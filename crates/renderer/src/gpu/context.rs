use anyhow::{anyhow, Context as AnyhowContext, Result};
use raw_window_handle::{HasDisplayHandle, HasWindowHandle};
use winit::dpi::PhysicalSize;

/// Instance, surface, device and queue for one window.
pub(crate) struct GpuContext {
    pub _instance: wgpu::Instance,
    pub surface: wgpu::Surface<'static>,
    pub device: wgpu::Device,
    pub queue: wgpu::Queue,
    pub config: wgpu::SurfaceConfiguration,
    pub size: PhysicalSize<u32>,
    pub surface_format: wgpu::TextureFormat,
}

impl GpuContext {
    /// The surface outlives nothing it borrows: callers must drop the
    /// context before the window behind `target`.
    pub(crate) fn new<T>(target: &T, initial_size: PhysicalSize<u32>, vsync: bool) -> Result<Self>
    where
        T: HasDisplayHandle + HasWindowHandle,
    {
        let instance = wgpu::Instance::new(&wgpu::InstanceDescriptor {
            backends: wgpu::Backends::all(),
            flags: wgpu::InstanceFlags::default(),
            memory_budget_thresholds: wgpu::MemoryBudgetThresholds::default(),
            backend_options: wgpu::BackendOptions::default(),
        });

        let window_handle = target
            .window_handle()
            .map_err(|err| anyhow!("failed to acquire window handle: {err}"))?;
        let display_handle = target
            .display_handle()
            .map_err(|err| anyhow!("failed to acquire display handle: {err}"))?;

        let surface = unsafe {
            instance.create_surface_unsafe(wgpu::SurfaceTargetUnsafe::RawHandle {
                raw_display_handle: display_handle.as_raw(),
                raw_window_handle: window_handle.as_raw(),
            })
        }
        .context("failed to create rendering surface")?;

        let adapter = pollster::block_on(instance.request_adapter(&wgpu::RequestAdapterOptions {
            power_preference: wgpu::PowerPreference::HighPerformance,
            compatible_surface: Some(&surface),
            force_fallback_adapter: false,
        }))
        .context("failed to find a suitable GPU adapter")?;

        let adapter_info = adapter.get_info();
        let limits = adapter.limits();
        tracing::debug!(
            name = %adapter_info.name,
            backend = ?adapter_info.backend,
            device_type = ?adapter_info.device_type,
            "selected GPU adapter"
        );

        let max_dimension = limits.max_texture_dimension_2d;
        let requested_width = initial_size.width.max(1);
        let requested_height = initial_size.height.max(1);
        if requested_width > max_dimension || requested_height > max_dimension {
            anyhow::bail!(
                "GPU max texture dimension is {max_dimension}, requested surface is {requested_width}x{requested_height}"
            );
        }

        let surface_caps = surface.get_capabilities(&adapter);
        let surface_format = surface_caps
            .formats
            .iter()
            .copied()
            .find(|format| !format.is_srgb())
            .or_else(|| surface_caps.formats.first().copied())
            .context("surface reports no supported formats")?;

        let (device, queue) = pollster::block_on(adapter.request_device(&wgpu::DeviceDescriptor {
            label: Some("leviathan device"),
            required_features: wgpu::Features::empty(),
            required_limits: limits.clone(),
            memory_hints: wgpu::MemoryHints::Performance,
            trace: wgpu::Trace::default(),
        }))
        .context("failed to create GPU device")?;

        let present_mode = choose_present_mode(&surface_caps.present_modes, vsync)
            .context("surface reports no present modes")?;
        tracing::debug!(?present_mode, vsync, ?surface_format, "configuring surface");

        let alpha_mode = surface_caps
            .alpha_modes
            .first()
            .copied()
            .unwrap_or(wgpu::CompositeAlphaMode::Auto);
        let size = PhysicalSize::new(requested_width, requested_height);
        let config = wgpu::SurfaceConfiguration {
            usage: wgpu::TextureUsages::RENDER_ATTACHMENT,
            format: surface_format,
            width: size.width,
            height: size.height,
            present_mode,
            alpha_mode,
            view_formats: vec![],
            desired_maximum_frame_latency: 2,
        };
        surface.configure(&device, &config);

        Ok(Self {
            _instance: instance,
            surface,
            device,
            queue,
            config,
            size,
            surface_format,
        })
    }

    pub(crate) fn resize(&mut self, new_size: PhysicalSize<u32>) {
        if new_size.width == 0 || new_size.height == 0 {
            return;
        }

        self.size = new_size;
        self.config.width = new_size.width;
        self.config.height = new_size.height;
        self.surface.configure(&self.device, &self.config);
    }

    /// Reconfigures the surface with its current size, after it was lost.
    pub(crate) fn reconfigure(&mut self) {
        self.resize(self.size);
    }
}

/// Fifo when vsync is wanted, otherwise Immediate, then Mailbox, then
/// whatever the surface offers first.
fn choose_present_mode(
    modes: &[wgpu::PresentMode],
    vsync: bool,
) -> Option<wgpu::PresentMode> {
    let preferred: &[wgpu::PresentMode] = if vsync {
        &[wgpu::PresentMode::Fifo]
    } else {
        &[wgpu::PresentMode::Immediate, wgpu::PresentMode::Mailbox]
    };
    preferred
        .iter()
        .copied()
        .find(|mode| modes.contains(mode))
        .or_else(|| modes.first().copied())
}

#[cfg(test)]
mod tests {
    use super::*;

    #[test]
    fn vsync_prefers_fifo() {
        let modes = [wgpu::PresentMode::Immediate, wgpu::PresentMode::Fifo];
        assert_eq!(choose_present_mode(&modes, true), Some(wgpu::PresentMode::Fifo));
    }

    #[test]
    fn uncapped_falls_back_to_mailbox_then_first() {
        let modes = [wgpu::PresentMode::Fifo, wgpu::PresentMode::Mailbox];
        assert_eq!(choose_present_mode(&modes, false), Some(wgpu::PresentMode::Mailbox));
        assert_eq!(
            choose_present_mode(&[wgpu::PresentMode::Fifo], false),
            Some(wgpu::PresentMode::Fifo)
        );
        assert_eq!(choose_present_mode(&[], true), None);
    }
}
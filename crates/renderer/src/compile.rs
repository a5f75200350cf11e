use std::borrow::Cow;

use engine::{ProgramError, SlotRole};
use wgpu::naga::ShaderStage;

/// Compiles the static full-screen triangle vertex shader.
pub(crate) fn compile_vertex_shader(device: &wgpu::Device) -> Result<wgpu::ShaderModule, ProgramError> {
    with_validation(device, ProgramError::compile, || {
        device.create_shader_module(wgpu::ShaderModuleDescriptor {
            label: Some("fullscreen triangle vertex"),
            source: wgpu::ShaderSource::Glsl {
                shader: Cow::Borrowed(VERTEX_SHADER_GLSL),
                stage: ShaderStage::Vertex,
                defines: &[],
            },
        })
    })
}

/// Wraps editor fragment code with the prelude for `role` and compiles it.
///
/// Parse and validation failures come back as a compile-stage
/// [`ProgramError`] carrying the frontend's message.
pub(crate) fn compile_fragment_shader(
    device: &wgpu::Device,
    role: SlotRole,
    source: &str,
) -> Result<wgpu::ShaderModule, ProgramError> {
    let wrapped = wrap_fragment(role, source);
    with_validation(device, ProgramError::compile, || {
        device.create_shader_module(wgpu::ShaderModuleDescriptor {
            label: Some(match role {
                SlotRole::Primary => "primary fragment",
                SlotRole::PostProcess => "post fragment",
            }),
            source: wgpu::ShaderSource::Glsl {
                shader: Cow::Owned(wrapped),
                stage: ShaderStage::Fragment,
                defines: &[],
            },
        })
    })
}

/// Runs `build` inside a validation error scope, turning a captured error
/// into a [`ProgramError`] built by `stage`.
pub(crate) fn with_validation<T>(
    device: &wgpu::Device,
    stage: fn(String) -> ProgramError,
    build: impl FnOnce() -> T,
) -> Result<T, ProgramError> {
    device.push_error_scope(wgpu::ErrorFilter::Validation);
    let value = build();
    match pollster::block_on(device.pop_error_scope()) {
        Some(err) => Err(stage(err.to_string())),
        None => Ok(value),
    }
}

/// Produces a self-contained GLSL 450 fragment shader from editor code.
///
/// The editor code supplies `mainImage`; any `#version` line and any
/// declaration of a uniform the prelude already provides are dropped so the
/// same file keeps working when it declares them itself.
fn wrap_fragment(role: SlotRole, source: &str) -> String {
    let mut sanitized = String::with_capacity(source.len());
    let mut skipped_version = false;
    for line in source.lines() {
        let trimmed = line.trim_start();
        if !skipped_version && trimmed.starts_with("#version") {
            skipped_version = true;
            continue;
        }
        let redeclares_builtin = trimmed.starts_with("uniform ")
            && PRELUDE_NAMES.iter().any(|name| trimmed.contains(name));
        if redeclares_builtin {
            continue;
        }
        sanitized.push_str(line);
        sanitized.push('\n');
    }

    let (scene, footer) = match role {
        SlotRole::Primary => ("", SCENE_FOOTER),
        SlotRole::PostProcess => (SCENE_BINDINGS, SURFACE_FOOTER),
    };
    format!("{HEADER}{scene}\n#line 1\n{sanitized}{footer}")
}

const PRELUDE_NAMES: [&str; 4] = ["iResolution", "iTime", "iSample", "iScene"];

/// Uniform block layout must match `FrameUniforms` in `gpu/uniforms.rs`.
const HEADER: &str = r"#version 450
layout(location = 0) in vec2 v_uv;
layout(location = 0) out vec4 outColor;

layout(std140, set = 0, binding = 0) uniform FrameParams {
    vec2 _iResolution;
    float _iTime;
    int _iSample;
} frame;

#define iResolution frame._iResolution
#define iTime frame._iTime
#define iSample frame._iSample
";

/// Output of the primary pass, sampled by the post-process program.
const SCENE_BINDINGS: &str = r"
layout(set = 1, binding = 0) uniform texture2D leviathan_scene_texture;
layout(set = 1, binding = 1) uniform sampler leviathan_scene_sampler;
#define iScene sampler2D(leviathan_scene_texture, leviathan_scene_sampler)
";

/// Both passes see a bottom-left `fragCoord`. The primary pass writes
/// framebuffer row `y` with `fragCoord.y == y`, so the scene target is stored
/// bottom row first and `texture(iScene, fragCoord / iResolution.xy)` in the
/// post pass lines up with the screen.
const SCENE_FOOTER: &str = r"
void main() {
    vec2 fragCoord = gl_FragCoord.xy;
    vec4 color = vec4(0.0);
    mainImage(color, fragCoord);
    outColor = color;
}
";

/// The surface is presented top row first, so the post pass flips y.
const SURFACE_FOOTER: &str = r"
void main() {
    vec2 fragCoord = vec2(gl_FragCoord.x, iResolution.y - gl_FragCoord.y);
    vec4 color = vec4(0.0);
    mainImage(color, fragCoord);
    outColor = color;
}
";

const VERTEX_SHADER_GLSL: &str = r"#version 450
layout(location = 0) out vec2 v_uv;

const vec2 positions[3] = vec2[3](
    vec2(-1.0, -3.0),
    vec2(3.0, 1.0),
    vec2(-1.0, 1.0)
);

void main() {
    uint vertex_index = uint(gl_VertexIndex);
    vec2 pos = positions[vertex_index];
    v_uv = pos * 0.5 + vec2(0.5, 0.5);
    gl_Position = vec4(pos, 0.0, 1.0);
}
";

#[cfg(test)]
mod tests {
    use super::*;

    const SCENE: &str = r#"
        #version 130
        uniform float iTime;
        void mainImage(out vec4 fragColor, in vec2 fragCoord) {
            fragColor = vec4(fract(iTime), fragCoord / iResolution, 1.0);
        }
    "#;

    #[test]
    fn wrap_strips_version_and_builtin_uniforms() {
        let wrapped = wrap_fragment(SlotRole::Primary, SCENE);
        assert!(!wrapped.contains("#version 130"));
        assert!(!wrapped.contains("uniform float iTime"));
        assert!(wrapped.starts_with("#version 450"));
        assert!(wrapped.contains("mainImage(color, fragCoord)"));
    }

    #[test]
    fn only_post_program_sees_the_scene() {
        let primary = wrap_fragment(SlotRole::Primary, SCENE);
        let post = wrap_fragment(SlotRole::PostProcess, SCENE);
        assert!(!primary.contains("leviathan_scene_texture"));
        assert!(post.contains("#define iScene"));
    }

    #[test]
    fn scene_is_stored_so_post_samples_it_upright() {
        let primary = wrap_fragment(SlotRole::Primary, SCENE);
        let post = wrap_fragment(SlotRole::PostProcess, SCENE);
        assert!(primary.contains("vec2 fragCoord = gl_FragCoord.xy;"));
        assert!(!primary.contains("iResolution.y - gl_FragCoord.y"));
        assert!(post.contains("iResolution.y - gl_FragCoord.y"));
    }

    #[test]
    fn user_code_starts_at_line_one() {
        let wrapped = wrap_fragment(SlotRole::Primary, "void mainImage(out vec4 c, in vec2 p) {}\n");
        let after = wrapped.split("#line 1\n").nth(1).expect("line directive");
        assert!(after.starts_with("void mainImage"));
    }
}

----

Transcribe the lines above between the line holding "fn wrap_fragment(role: SlotRole, source: &str)" and the line holding "target is stored", inclusive, exactly as they stand and with nothing added.

■ EXERCISE ANSWER ■
fn wrap_fragment(role: SlotRole, source: &str) -> String {
    let mut sanitized = String::with_capacity(source.len());
    let mut skipped_version = false;
    for line in source.lines() {
        let trimmed = line.trim_start();
        if !skipped_version && trimmed.starts_with("#version") {
            skipped_version = true;
            continue;
        }
        let redeclares_builtin = trimmed.starts_with("uniform ")
            && PRELUDE_NAMES.iter().any(|name| trimmed.contains(name));
        if redeclares_builtin {
            continue;
        }
        sanitized.push_str(line);
        sanitized.push('\n');
    }

    let (scene, footer) = match role {
        SlotRole::Primary => ("", SCENE_FOOTER),
        SlotRole::PostProcess => (SCENE_BINDINGS, SURFACE_FOOTER),
    };
    format!("{HEADER}{scene}\n#line 1\n{sanitized}{footer}")
}

const PRELUDE_NAMES: [&str; 4] = ["iResolution", "iTime", "iSample", "iScene"];

/// Uniform block layout must match `FrameUniforms` in `gpu/uniforms.rs`.
const HEADER: &str = r"#version 450
layout(location = 0) in vec2 v_uv;
layout(location = 0) out vec4 outColor;

layout(std140, set = 0, binding = 0) uniform FrameParams {
    vec2 _iResolution;
    float _iTime;
    int _iSample;
} frame;

#define iResolution frame._iResolution
#define iTime frame._iTime
#define iSample frame._iSample
";

/// Output of the primary pass, sampled by the post-process program.
const SCENE_BINDINGS: &str = r"
layout(set = 1, binding = 0) uniform texture2D leviathan_scene_texture;
layout(set = 1, binding = 1) uniform sampler leviathan_scene_sampler;
#define iScene sampler2D(leviathan_scene_texture, leviathan_scene_sampler)
";

/// Both passes see a bottom-left `fragCoord`. The primary pass writes
/// framebuffer row `y` with `fragCoord.y == y`, so the scene target is stored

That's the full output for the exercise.